━━━━━ EXTRACTED DATA ━━━━━

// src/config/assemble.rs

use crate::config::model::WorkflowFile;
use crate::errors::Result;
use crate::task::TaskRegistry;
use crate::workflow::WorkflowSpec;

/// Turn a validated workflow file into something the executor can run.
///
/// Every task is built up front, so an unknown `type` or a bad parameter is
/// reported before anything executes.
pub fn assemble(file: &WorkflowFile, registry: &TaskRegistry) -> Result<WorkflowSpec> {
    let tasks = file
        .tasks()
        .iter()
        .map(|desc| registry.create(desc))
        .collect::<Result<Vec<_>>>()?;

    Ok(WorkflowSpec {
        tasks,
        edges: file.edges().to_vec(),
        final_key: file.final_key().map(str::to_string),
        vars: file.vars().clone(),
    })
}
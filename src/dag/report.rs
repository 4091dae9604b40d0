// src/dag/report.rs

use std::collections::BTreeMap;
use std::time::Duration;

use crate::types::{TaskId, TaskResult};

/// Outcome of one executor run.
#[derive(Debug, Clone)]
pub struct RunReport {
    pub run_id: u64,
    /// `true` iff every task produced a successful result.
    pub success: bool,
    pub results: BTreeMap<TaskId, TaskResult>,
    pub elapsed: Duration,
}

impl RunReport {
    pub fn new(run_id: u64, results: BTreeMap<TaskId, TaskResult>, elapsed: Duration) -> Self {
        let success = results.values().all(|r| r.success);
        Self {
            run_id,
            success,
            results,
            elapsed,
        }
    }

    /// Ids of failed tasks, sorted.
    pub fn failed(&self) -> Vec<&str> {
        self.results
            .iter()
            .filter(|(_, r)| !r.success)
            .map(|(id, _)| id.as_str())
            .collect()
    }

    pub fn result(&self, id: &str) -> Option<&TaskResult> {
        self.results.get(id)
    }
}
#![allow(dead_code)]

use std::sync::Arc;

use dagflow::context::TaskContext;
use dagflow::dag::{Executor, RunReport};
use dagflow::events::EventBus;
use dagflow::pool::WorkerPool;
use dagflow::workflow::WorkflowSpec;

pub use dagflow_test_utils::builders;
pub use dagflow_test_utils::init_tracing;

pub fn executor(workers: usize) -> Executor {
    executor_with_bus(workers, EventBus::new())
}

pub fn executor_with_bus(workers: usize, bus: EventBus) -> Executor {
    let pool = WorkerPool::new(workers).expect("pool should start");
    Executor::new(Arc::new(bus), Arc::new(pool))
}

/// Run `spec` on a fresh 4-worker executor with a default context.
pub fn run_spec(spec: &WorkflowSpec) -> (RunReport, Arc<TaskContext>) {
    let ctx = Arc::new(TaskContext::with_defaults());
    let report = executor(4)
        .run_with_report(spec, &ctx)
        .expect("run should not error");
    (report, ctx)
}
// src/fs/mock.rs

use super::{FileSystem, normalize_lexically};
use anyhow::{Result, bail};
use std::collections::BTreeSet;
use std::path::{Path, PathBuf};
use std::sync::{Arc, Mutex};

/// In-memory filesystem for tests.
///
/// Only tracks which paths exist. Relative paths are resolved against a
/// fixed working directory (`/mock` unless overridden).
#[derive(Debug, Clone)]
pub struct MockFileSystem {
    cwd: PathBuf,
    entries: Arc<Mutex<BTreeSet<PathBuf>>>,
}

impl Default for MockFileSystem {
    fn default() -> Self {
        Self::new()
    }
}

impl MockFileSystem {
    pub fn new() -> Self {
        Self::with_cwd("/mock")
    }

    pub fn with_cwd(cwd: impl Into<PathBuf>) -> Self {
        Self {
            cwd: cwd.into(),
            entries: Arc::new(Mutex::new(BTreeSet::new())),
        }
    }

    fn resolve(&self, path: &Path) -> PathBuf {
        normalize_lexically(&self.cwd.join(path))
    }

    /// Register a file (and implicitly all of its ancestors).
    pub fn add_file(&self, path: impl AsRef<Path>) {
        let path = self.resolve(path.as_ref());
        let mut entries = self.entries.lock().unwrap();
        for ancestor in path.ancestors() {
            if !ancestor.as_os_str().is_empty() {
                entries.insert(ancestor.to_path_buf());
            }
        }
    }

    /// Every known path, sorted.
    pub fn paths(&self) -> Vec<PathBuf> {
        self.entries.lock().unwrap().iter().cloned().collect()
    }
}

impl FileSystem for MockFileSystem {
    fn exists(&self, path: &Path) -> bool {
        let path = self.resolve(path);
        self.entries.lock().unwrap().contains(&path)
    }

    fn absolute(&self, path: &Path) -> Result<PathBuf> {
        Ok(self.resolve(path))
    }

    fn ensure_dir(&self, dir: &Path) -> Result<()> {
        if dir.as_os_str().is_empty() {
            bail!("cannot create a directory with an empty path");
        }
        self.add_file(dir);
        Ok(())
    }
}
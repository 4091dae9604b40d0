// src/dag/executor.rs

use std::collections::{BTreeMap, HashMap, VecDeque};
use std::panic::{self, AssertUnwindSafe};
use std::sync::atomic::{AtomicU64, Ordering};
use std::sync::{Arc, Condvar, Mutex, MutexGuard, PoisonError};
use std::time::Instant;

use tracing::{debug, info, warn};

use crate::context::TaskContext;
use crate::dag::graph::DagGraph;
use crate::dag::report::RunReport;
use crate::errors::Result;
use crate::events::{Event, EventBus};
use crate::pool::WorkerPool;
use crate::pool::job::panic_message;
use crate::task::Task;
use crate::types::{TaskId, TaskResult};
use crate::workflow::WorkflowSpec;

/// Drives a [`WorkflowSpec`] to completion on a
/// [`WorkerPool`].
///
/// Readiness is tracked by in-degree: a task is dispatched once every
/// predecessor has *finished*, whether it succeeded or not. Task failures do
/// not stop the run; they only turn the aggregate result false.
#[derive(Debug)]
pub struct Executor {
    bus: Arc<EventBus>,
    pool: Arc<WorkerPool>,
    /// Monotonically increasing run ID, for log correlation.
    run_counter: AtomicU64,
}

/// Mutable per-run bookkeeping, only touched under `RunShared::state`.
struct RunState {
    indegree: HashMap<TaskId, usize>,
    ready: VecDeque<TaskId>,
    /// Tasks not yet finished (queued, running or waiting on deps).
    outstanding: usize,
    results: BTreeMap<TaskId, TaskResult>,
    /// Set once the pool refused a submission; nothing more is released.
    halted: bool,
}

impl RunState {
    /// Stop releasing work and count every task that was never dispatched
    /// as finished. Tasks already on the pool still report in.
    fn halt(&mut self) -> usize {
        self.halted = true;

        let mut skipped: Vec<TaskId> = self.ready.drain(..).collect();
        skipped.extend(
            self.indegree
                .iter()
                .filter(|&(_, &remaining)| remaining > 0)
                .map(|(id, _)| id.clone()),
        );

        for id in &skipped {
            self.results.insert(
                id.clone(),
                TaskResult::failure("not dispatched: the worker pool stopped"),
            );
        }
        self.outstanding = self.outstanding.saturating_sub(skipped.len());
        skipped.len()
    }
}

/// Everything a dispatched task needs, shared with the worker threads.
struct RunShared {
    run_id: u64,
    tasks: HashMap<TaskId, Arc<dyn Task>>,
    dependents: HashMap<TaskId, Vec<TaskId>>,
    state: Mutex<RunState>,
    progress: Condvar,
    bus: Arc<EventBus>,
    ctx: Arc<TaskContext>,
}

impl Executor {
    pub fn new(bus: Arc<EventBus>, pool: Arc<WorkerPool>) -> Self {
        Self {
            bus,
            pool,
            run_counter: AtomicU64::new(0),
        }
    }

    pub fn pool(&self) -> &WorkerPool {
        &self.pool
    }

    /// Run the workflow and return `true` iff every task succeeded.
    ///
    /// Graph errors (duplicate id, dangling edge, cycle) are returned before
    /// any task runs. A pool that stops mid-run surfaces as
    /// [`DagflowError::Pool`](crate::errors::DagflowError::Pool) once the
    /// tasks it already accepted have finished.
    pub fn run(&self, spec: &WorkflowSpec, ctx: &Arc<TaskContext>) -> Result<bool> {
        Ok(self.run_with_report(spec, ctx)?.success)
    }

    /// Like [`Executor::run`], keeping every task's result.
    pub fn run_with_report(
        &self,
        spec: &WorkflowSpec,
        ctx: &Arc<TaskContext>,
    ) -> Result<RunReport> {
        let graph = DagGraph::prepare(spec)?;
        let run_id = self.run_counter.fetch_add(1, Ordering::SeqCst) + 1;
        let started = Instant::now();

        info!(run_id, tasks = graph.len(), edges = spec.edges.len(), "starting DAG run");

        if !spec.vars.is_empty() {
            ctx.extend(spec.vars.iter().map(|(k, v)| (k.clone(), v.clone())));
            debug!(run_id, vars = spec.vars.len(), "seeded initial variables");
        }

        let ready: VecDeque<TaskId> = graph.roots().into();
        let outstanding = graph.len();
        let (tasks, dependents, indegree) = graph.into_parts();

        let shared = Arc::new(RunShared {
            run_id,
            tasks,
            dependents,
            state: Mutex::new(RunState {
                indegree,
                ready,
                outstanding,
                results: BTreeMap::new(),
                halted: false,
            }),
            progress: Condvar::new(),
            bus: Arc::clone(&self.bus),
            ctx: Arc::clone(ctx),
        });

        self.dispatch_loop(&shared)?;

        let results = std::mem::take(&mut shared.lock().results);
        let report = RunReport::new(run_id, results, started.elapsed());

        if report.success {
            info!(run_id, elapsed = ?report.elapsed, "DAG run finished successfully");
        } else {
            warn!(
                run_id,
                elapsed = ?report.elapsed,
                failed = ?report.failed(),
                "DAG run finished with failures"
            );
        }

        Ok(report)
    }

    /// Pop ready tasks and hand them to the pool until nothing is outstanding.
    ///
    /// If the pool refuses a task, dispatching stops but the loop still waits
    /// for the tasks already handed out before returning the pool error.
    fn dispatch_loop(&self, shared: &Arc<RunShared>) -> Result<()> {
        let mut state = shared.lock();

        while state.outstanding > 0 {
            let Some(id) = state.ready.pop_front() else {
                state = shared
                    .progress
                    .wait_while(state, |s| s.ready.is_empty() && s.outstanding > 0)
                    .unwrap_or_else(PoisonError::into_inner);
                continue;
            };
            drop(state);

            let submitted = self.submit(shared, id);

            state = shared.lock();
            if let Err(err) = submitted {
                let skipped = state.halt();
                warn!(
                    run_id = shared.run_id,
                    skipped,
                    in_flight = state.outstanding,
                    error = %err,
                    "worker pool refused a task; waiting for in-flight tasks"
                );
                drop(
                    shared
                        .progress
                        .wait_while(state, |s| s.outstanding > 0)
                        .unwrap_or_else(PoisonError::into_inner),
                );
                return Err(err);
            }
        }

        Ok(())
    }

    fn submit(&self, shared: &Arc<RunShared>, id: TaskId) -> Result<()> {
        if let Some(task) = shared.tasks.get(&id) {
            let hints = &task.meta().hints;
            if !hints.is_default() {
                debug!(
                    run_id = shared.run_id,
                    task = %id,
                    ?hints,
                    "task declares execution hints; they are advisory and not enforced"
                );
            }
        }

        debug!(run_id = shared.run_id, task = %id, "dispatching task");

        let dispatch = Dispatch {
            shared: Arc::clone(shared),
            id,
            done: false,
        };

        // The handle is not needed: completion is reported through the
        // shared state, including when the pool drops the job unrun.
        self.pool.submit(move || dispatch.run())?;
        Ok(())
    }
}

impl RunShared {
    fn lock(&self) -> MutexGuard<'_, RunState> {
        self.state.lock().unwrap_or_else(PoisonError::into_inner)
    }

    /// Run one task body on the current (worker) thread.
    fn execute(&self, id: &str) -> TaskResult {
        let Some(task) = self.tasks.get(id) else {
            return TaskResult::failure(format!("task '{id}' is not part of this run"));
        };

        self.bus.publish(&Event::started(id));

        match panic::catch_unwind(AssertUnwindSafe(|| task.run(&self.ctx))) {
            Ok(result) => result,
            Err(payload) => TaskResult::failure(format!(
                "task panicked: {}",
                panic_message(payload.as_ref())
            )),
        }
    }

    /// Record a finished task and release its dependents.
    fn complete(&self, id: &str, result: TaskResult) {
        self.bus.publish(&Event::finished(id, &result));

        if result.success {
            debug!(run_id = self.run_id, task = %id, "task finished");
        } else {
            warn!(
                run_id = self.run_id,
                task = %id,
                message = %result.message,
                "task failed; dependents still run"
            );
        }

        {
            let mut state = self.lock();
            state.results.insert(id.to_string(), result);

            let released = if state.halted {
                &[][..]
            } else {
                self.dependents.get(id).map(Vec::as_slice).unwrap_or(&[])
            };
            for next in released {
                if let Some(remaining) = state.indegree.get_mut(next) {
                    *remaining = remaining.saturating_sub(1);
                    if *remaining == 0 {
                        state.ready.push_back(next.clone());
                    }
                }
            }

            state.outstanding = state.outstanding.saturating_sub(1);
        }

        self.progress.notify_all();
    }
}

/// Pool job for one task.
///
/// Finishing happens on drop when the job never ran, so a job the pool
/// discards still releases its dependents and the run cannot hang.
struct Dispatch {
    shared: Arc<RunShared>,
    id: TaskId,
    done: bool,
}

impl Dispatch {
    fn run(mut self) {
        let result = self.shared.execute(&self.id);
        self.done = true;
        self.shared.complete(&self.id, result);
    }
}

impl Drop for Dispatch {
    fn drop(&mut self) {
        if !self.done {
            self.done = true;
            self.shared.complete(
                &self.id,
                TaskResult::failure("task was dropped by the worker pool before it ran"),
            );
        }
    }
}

━━━━━

### [WHAT TO DO]
All lines in the listing above from the line containing "mid-run surfaces as" to the line containing "info!(run_id, tasks = graph.len(), edges", inclusive, should be retyped exactly; no other lines should appear.

### [RESULT FOR THIS EXERCISE]
    /// any task runs. A pool that stops mid-run surfaces as
    /// [`DagflowError::Pool`](crate::errors::DagflowError::Pool) once the
    /// tasks it already accepted have finished.
    pub fn run(&self, spec: &WorkflowSpec, ctx: &Arc<TaskContext>) -> Result<bool> {
        Ok(self.run_with_report(spec, ctx)?.success)
    }

    /// Like [`Executor::run`], keeping every task's result.
    pub fn run_with_report(
        &self,
        spec: &WorkflowSpec,
        ctx: &Arc<TaskContext>,
    ) -> Result<RunReport> {
        let graph = DagGraph::prepare(spec)?;
        let run_id = self.run_counter.fetch_add(1, Ordering::SeqCst) + 1;
        let started = Instant::now();

        info!(run_id, tasks = graph.len(), edges = spec.edges.len(), "starting DAG run");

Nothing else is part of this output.